TASK OBJECTIVE: Gather every line of the entries that includes the word "layer".
---- RECORD EXCERPTS
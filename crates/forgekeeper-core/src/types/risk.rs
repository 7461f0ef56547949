use chrono::{DateTime, Utc};
use serde::{Deserialize, Serialize};

/// Composite score at or above which a recovery session is created
/// automatically (still gated on human approval past `Requested`).
pub const AUTO_RECOVERY_SCORE: u8 = 70;

/// Severity of an anomaly indicator fed in from the detection layer
#[derive(Debug, Clone, Copy, PartialEq, Eq, Serialize, Deserialize)]
#[serde(rename_all = "lowercase")]
pub enum IndicatorSeverity {
    /// Informational signal
    Low,
    /// Suspicious but not conclusive
    Medium,
    /// Strong compromise signal
    High,
}

impl IndicatorSeverity {
    /// Contribution toward the composite 0-100 score
    #[must_use]
    pub const fn weight(self) -> u8 {
        match self {
            Self::Low => 10,
            Self::Medium => 25,
            Self::High => 50,
        }
    }
}

/// A single anomaly indicator from the external detection layer
#[derive(Debug, Clone, Serialize, Deserialize)]
pub struct Indicator {
    /// Short machine name (e.g. "mass-file-rename")
    pub name: String,

    /// Severity assigned by the detector
    pub severity: IndicatorSeverity,

    /// When the indicator was observed
    pub observed_at: DateTime<Utc>,

    /// Free-form evidence
    #[serde(default)]
    pub detail: Option<String>,
}

/// Composite threat assessment consumed as a recovery trigger input
#[derive(Debug, Clone, Serialize, Deserialize)]
pub struct RiskAssessment {
    /// Composite score, clamped to 0-100
    pub score: u8,

    /// Indicators that contributed
    pub indicators: Vec<Indicator>,

    /// When the score was computed
    pub computed_at: DateTime<Utc>,
}

impl RiskAssessment {
    /// True when the score crosses the automatic-recovery threshold
    #[must_use]
    pub const fn requests_recovery(&self) -> bool {
        self.score >= AUTO_RECOVERY_SCORE
    }
}

#[cfg(test)]
mod tests {
    use super::*;

    #[test]
    fn threshold_is_inclusive() {
        let assessment = RiskAssessment {
            score: AUTO_RECOVERY_SCORE,
            indicators: vec![],
            computed_at: Utc::now(),
        };
        assert!(assessment.requests_recovery());

        let below = RiskAssessment {
            score: AUTO_RECOVERY_SCORE - 1,
            indicators: vec![],
            computed_at: Utc::now(),
        };
        assert!(!below.requests_recovery());
    }
}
--------
ANSWER BOX:
/// Severity of an anomaly indicator fed in from the detection layer
/// A single anomaly indicator from the external detection layer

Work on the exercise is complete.